Joseph Pinto était représentant de commerce. Il a
disparu le 5 juillet 1962, date choisie par le FLN pour fêter
l’indépendance nouvellement acquise. La veille, les
voitures de l’armée ont sillonné les rues d’Oran
pour inciter les pieds-noirs, apeurés, à sortir de
chez eux : « L’armée française garantit
la sécurité des Européens. Vous ne courez aucun
danger ! » Vers dix heures, Joseph Pinto décide d’aller
“sentir l’atmosphère”. Le rapport de la
Croix-Rouge précise : « L’enlèvement a
eu lieu à 15 h 30, rue Léon-Djéan, à
hauteur du n° 18… » Sa fille sort elle aussi rejoindre
son fiancé. Tous deux sont arrêtés, mais rapidement
libérés par un commandant de l’Armée
de libération nationale qui la connaissait de vue.
Vers onze heures et demie, après un tir de rafale, civils
et militaires musulmans de l’ALN entament une chasse à
l’Européen. « On rafale, on égorge, on
entasse les otages dans des camions qui les emmènent en direction
de l’aéroport ou derrière le commissariat central.
C’est la boucherie », raconte Geneviève de Ternant
dans l’Agonie d’Oran. Le général Katz,
alors commandant du secteur autonome d’Oran, accuse l’OAS
d’être à l’origine du coup de feu initial.
Le journal de marche du 4e zouave parle d’une rafale tirée
par « un individu musulman (vêtu d’une robe verte)
».
Le 6 août 1962, les Pinto, en Algérie depuis cent dix
ans, partent définitivement sur le bateau des rescapés
du 5 juillet, l’Exodus. Jean de Broglie, secrétaire
d’État aux Affaires étrangères, leur
envoie un courrier le 19 septembre 1963. Il parle de « forte
présomption de décès », expliquant sans
plus de précisions qu’« il n’y a malheureusement
plus d’espoir de retrouver en vie Joseph Pinto ». Une
lettre type envoyée à un très grand nombre
de familles. En 1967, les Pinto reçoivent un certificat de
décès, délivré automatiquement au bout
de cinq ans. À chaque fois, il leur est répété
que le gouvernement met tout en œuvre pour le retrouver…

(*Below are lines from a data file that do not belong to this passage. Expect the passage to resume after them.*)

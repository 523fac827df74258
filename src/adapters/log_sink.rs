//! Log-based event sink adapter.
//!
//! Implements [`EventSink`] by writing each navigation event as one
//! structured line through the `log` facade.

use log::{info, warn};

use crate::app::events::NavEvent;
use crate::app::ports::EventSink;
use crate::fsm::TerminationReason;

/// Adapter that logs every [`NavEvent`].
#[derive(Debug, Default)]
pub struct LogEventSink {
    segments: u32,
    probes: u32,
}

impl LogEventSink {
    pub fn new() -> Self {
        Self::default()
    }

    /// Straight segments seen so far.
    pub fn segments(&self) -> u32 {
        self.segments
    }

    /// Probes seen so far.
    pub fn probes(&self) -> u32 {
        self.probes
    }
}

impl EventSink for LogEventSink {
    fn emit(&mut self, event: &NavEvent) {
        match event {
            NavEvent::Started => {
                info!("START | heading calibrated");
            }
            NavEvent::PhaseChanged { from, to } => {
                info!("PHASE | {} -> {}", from.name(), to.name());
            }
            NavEvent::SegmentFinished {
                commands,
                final_distance,
            } => {
                self.segments += 1;
                info!(
                    "DRIVE | segment #{} | {} commands | final distance {:.1}",
                    self.segments, commands, final_distance
                );
            }
            NavEvent::ProbeFinished {
                probe,
                frame,
                clear,
            } => {
                self.probes += 1;
                info!(
                    "PROBE | {} | heading={}\u{00b0} distance={:.1} floor={:?} | {}",
                    probe.name(),
                    frame.heading_deg,
                    frame.distance,
                    frame.floor,
                    if *clear { "CLEAR" } else { "BLOCKED" },
                );
            }
            NavEvent::Terminated(reason @ TerminationReason::DeadEnd) => {
                warn!("STOP  | {} after {} probes", reason.name(), self.probes);
            }
            NavEvent::Terminated(reason) => {
                info!("STOP  | {}", reason.name());
            }
        }
    }
}
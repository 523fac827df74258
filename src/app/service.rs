//! Navigation service: the hexagonal core.
//!
//! [`Navigator`] owns the configuration, the two motion controllers, and
//! the navigation state.  Robot I/O flows through port traits passed in at
//! each call, so the whole service runs against mock adapters in tests.
//!
//! ```text
//!  SensorPort ──▶ ┌──────────────────────────┐ ──▶ EventSink
//!  StopSignal ──▶ │        Navigator          │
//!  MotionPort ◀── │ ForwardDriver · Heading   │
//!                 └──────────────────────────┘
//! ```
//!
//! Single-threaded and synchronous.  The only deliberate delays are the
//! settle pauses inside `MotionPort::stop` and the back-up hold.

use log::{info, warn};

use crate::config::NavConfig;
use crate::control::forward::ForwardDriver;
use crate::control::heading::HeadingController;
use crate::error::{Result, StopRequested};
use crate::fsm::context::NavigationState;
use crate::fsm::{Phase, Probe, TerminationReason};

use super::events::NavEvent;
use super::ports::{EventSink, MotionCommand, RobotIo};

// ───────────────────────────────────────────────────────────────
// Navigator
// ───────────────────────────────────────────────────────────────

/// Obstacle-avoidance orchestrator.
pub struct Navigator {
    config: NavConfig,
    forward: ForwardDriver,
    heading: HeadingController,
    state: NavigationState,
}

impl Navigator {
    /// Construct the navigator from a validated configuration.
    ///
    /// Does **not** touch the robot; call [`start`](Self::start) or
    /// [`run`](Self::run) next.
    pub fn new(config: NavConfig) -> Result<Self> {
        config.validate()?;
        Ok(Self {
            forward: ForwardDriver::new(&config),
            heading: HeadingController::new(&config),
            state: NavigationState::new(),
            config,
        })
    }

    // ── Lifecycle ─────────────────────────────────────────────

    /// Calibrate the gyro and enter `Driving`.
    pub fn start(&mut self, hw: &mut impl RobotIo, sink: &mut impl EventSink) {
        hw.calibrate_heading();
        self.state = NavigationState::new();
        sink.emit(&NavEvent::Started);
        info!(
            "Navigator started (stop distance {:.1} {:?}, boundary {:?})",
            self.config.stop_distance, self.config.distance_unit, self.config.boundary_floor
        );
    }

    /// `start`, then step until a terminal phase is reached.
    pub fn run(&mut self, hw: &mut impl RobotIo, sink: &mut impl EventSink) -> TerminationReason {
        self.start(hw, sink);
        loop {
            if let Phase::Terminated(reason) = self.step(hw, sink) {
                return reason;
            }
        }
    }

    // ── Per-phase orchestration ───────────────────────────────

    /// Execute the current phase once and return the phase it led to.
    ///
    /// A stop request observed anywhere inside the phase ends navigation
    /// with [`TerminationReason::UserRequested`].
    pub fn step(&mut self, hw: &mut impl RobotIo, sink: &mut impl EventSink) -> Phase {
        let outcome = match self.state.phase {
            Phase::Driving => self.drive_cycle(hw, sink),
            Phase::BackingUp => self.back_up(hw),
            Phase::Probing(probe) => self.probe(probe, hw, sink),
            Phase::Terminated(_) => return self.state.phase,
        };

        let next = outcome.unwrap_or(Phase::Terminated(TerminationReason::UserRequested));
        self.transition(next, hw, sink);
        self.state.phase
    }

    // ── Queries ───────────────────────────────────────────────

    pub fn state(&self) -> &NavigationState {
        &self.state
    }

    pub fn phase(&self) -> Phase {
        self.state.phase
    }

    pub fn config(&self) -> &NavConfig {
        &self.config
    }

    // ── Phases ────────────────────────────────────────────────

    /// One poll cycle: sample, then either drive a straight segment or
    /// stop and start evading.
    fn drive_cycle(
        &mut self,
        hw: &mut impl RobotIo,
        sink: &mut impl EventSink,
    ) -> core::result::Result<Phase, StopRequested> {
        if hw.stop_requested() {
            return Err(StopRequested);
        }

        let frame = hw.read_frame();
        self.state.last_frame = frame;
        self.state.cycles += 1;

        if frame.is_clear(&self.config) {
            let seg = self
                .forward
                .drive_until_blocked(hw, frame.distance, frame.floor)?;
            self.state.last_frame.distance = seg.final_distance;
            self.state.last_frame.floor = seg.final_floor;
            if seg.commands > 0 {
                sink.emit(&NavEvent::SegmentFinished {
                    commands: seg.commands,
                    final_distance: seg.final_distance,
                });
            }
            return Ok(Phase::Driving);
        }

        info!(
            "Blocked: distance {:.1}, floor {:?}; evading",
            frame.distance, frame.floor
        );
        hw.stop(self.config.evade_stop_ms);
        Ok(Phase::BackingUp)
    }

    /// Stop, reverse slowly for a fixed time, stop.
    fn back_up(&mut self, hw: &mut impl RobotIo) -> core::result::Result<Phase, StopRequested> {
        if hw.stop_requested() {
            return Err(StopRequested);
        }

        let reverse = -i32::from(self.config.backup_speed);
        hw.stop(self.config.backup_settle_ms);
        hw.drive_for(
            MotionCommand::new(reverse, reverse),
            self.config.backup_duration_ms,
        );
        hw.stop(self.config.backup_settle_ms);
        Ok(Phase::Probing(Probe::first()))
    }

    /// Recalibrate, rotate to the probe heading, settle, and re-sample.
    fn probe(
        &mut self,
        probe: Probe,
        hw: &mut impl RobotIo,
        sink: &mut impl EventSink,
    ) -> core::result::Result<Phase, StopRequested> {
        if hw.stop_requested() {
            return Err(StopRequested);
        }

        hw.calibrate_heading();
        let rotated = self.heading.turn(hw, probe.turn())?;
        hw.stop(self.config.probe_settle_ms);

        let frame = hw.read_frame();
        self.state.last_frame = frame;
        let clear = !frame.is_blocked(&self.config);

        info!(
            "Probe {}: turned {}° in {} commands, distance {:.1}, floor {:?} -> {}",
            probe.name(),
            rotated.heading_deg,
            rotated.commands,
            frame.distance,
            frame.floor,
            if clear { "clear" } else { "blocked" }
        );
        sink.emit(&NavEvent::ProbeFinished {
            probe,
            frame,
            clear,
        });

        Ok(Phase::after_probe(probe, clear))
    }

    // ── Internal ──────────────────────────────────────────────

    fn transition(&mut self, next: Phase, hw: &mut impl RobotIo, sink: &mut impl EventSink) {
        let prev = self.state.phase;
        if next == prev {
            return;
        }

        info!("Phase transition: {} -> {}", prev.name(), next.name());
        self.state.phase = next;
        sink.emit(&NavEvent::PhaseChanged {
            from: prev,
            to: next,
        });

        if let Phase::Terminated(reason) = next {
            hw.stop(self.config.final_stop_ms);
            match reason {
                TerminationReason::DeadEnd => warn!("Dead end: every probe blocked, stopping"),
                TerminationReason::UserRequested => info!("Stop requested, stopping"),
            }
            sink.emit(&NavEvent::Terminated(reason));
        }
    }
}
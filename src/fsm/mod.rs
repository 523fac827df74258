//! Navigation phases and the fixed escape sequence.
//!
//! ```text
//!            ┌──────────[probe clear]──────────────────────────┐
//!            ▼                                                 │
//!  ─▶ DRIVING ──[blocked]──▶ BACKING_UP ──▶ PROBE(right) ──▶ PROBE(about) ──▶ PROBE(left)
//!       │                        │               │                │                │
//!       │                        │               │                │          [still blocked]
//!       │                        │               │                │                ▼
//!       └───────[stop request]───┴───────────────┴────────────────┴──────▶ TERMINATED
//! ```
//!
//! The escape sequence is a tagged, ordered list consumed front to back.
//! There is no search: after each probe the only question is "did it clear?".

pub mod context;

use crate::control::heading::Turn;

// ---------------------------------------------------------------------------
// Probes
// ---------------------------------------------------------------------------

/// One evasive manoeuvre used to test whether a heading offers a clear path.
#[derive(Debug, Clone, Copy, PartialEq, Eq, Hash)]
#[repr(u8)]
pub enum Probe {
    Right = 0,
    About = 1,
    Left = 2,
}

/// Probes in the order the navigator tries them.
pub const ESCAPE_SEQUENCE: [Probe; 3] = [Probe::Right, Probe::About, Probe::Left];

impl Probe {
    /// First probe of the escape sequence.
    pub const fn first() -> Self {
        ESCAPE_SEQUENCE[0]
    }

    /// The probe after this one, or `None` once the sequence is exhausted.
    pub fn next(self) -> Option<Self> {
        ESCAPE_SEQUENCE.get(self as usize + 1).copied()
    }

    /// The rotation this probe performs.
    pub fn turn(self) -> Turn {
        match self {
            Self::Right => Turn::Right,
            Self::About => Turn::About,
            Self::Left => Turn::Left,
        }
    }

    pub fn name(self) -> &'static str {
        match self {
            Self::Right => "right",
            Self::About => "about",
            Self::Left => "left",
        }
    }
}

// ---------------------------------------------------------------------------
// Termination
// ---------------------------------------------------------------------------

/// Why the navigator stopped for good.  Both are normal outcomes.
#[derive(Debug, Clone, Copy, PartialEq, Eq, Hash)]
pub enum TerminationReason {
    /// Every probe of the escape sequence came back blocked.
    DeadEnd,
    /// An operator stop request was observed.
    UserRequested,
}

impl TerminationReason {
    pub fn name(self) -> &'static str {
        match self {
            Self::DeadEnd => "dead_end",
            Self::UserRequested => "user_requested",
        }
    }
}

// ---------------------------------------------------------------------------
// Phases
// ---------------------------------------------------------------------------

/// Navigator phase.
#[derive(Debug, Clone, Copy, PartialEq, Eq, Hash)]
pub enum Phase {
    /// Polling sensors and driving straight while the path is clear.
    Driving,
    /// Stop, reverse a short distance, stop.
    BackingUp,
    /// Rotating to a probe heading and re-sampling.
    Probing(Probe),
    /// Final stop issued; nothing else will run.
    Terminated(TerminationReason),
}

impl Phase {
    /// Phase after a probe, given whether it cleared.
    ///
    /// A clear probe returns to `Driving`.  A blocked probe moves to the next
    /// probe of the sequence, or to a dead end once the sequence is spent.
    pub fn after_probe(probe: Probe, clear: bool) -> Self {
        if clear {
            return Self::Driving;
        }
        match probe.next() {
            Some(next) => Self::Probing(next),
            None => Self::Terminated(TerminationReason::DeadEnd),
        }
    }

    pub fn is_terminated(self) -> bool {
        matches!(self, Self::Terminated(_))
    }

    pub fn name(self) -> &'static str {
        match self {
            Self::Driving => "Driving",
            Self::BackingUp => "BackingUp",
            Self::Probing(Probe::Right) => "ProbeRight",
            Self::Probing(Probe::About) => "ProbeAbout",
            Self::Probing(Probe::Left) => "ProbeLeft",
            Self::Terminated(_) => "Terminated",
        }
    }
}
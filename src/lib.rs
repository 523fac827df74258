//! Wanderbot navigation library.
//!
//! Obstacle-avoiding wander controller for a two-wheeled differential-drive
//! robot.  The navigator drives straight with drift compensation until the
//! range sensor or the floor colour says stop, backs off, then probes right,
//! about and left with a gyro-closed rotate before giving up at a dead end.
//!
//! The pure logic (`app`, `control`, `fsm`, `config`) talks to the robot
//! only through the traits in [`app::ports`].  `drivers` and `adapters`
//! provide the `embedded-hal` drive train and a host-side simulator.

#![deny(unused_must_use)]

pub mod adapters;
pub mod app;
pub mod config;
pub mod control;
pub mod drivers;
pub mod error;
pub mod fsm;

pub use error::{ActuatorError, ConfigError, Error, Result, StopRequested};
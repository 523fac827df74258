//! Straight-line driving with fixed drift compensation.
//!
//! Two nominally identical motors drift apart under the same commanded
//! speed.  The right wheel is scaled by a fixed ratio while driving
//! straight; there is no adaptive correction.

use log::debug;

use crate::app::ports::{MotionCommand, RobotIo};
use crate::config::NavConfig;
use crate::error::StopRequested;
use crate::fsm::context::FloorClass;

/// Result of one straight segment.
#[derive(Debug, Clone, Copy, PartialEq)]
pub struct Segment {
    /// Drive commands issued before the stop condition was met.
    pub commands: u32,
    /// Last sampled forward distance.
    pub final_distance: f32,
    /// Last sampled floor class.
    pub final_floor: FloorClass,
}

pub struct ForwardDriver {
    command: MotionCommand,
    stop_distance: f32,
    boundary: FloorClass,
}

impl ForwardDriver {
    pub fn new(config: &NavConfig) -> Self {
        let cruise = i32::from(config.cruise_speed);
        let right = (f32::from(config.cruise_speed) * config.drift_ratio).round() as i32;
        Self {
            command: MotionCommand::new(cruise, right),
            stop_distance: config.stop_distance,
            boundary: config.boundary_floor,
        }
    }

    /// The drift-compensated command issued on every straight iteration.
    pub fn command(&self) -> MotionCommand {
        self.command
    }

    /// Drive straight until the range drops to the stop distance or the
    /// boundary floor is seen, starting from an already-sampled reading.
    ///
    /// The stop signal is polled before every drive command; a request
    /// aborts the segment with [`StopRequested`] and leaves the motors
    /// running for the caller to stop.
    pub fn drive_until_blocked(
        &self,
        hw: &mut impl RobotIo,
        initial_distance: f32,
        initial_floor: FloorClass,
    ) -> Result<Segment, StopRequested> {
        let mut distance = initial_distance;
        let mut floor = initial_floor;
        let mut commands = 0u32;

        while distance > self.stop_distance && floor != self.boundary {
            if hw.stop_requested() {
                return Err(StopRequested);
            }
            hw.drive(self.command);
            commands += 1;
            distance = hw.read_distance();
            floor = hw.read_floor();
        }

        debug!(
            "segment: {} commands, final distance {:.1}, floor {:?}",
            commands, distance, floor
        );
        Ok(Segment {
            commands,
            final_distance: distance,
            final_floor: floor,
        })
    }
}
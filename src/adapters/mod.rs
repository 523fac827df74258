//! Adapters: concrete implementations of the hexagonal port traits.
//!
//! | Adapter    | Implements         | Connects to                        |
//! |------------|--------------------|------------------------------------|
//! | `hardware` | SensorPort         | Gyro, ultrasonic and colour stack  |
//! |            | MotionPort         | `DifferentialDrive` (H-bridges)    |
//! |            | StopSignal         | `StopButtons` / `StopLatch`        |
//! | `log_sink` | EventSink          | `log` facade                       |
//! | `sim`      | SensorPort         | Kinematic arena model              |
//! |            | MotionPort         |                                    |
//! |            | StopSignal         | Simulated-time budget              |

pub mod hardware;
pub mod log_sink;
pub mod sim;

Plus de nouvelles jusqu’en 2004. Informée de l’ouverture
des archives, Viviane remplit un formulaire sur le site Internet
du ministère des Affaires étrangères. Un mois
plus tard, elle lit la formule habituelle, « Ci-joint copie
des documents conservés à Paris » avant de découvrir
la terrible vérité : « Probablement égorgé
». « Je connais enfin le sort de mon père, mais
à quel prix ! », déplore Viviane. Elle repense
aux journées passées à chercher son père,
dans les bureaux, les hôpitaux, les morgues, à la mairie,
sans pouvoir accéder au stade où étaient parqués
des centaines de prisonniers. Elle se souvient des photos des massacres
prises par les gendarmes, sur l’une desquelles elle avait
reconnu une marchande de loterie. « Les photos des cadavres
existent, nous demandons à les consulter : nous avons le
droit de savoir où ont été enterrés
les corps de nos proches. »
Depuis août 1963, l’Algérie et la France étaient
en possession des résultats de l’enquête concernant
les disparus européens, résultats que les deux pays
ont décidé de ne pas rendre publics. « Ils ont
voulu étouffer l’affaire ! », clament les associations
de rapatriés. Pour elles, le gouvernement de l’époque
a empêché les militaires présents à Oran
d’intervenir pour arrêter le massacre, se rendant complice
des assassins. « L’armée est intervenue sur-le-champ
», rétorque le général Katz. Une affirmation
en contradiction avec le journal de marche et d’opérations
(JMO) manuscrit de l’armée française, sur lequel
figure, après la fusillade, cette indication : « Les
troupes restent consignées. » Il y a eu cependant quelques
actions individuelles, notamment celles des 2e et 4e zouaves ou
du 8e Rima, qui ont permis de sauver un grand nombre de civils européens.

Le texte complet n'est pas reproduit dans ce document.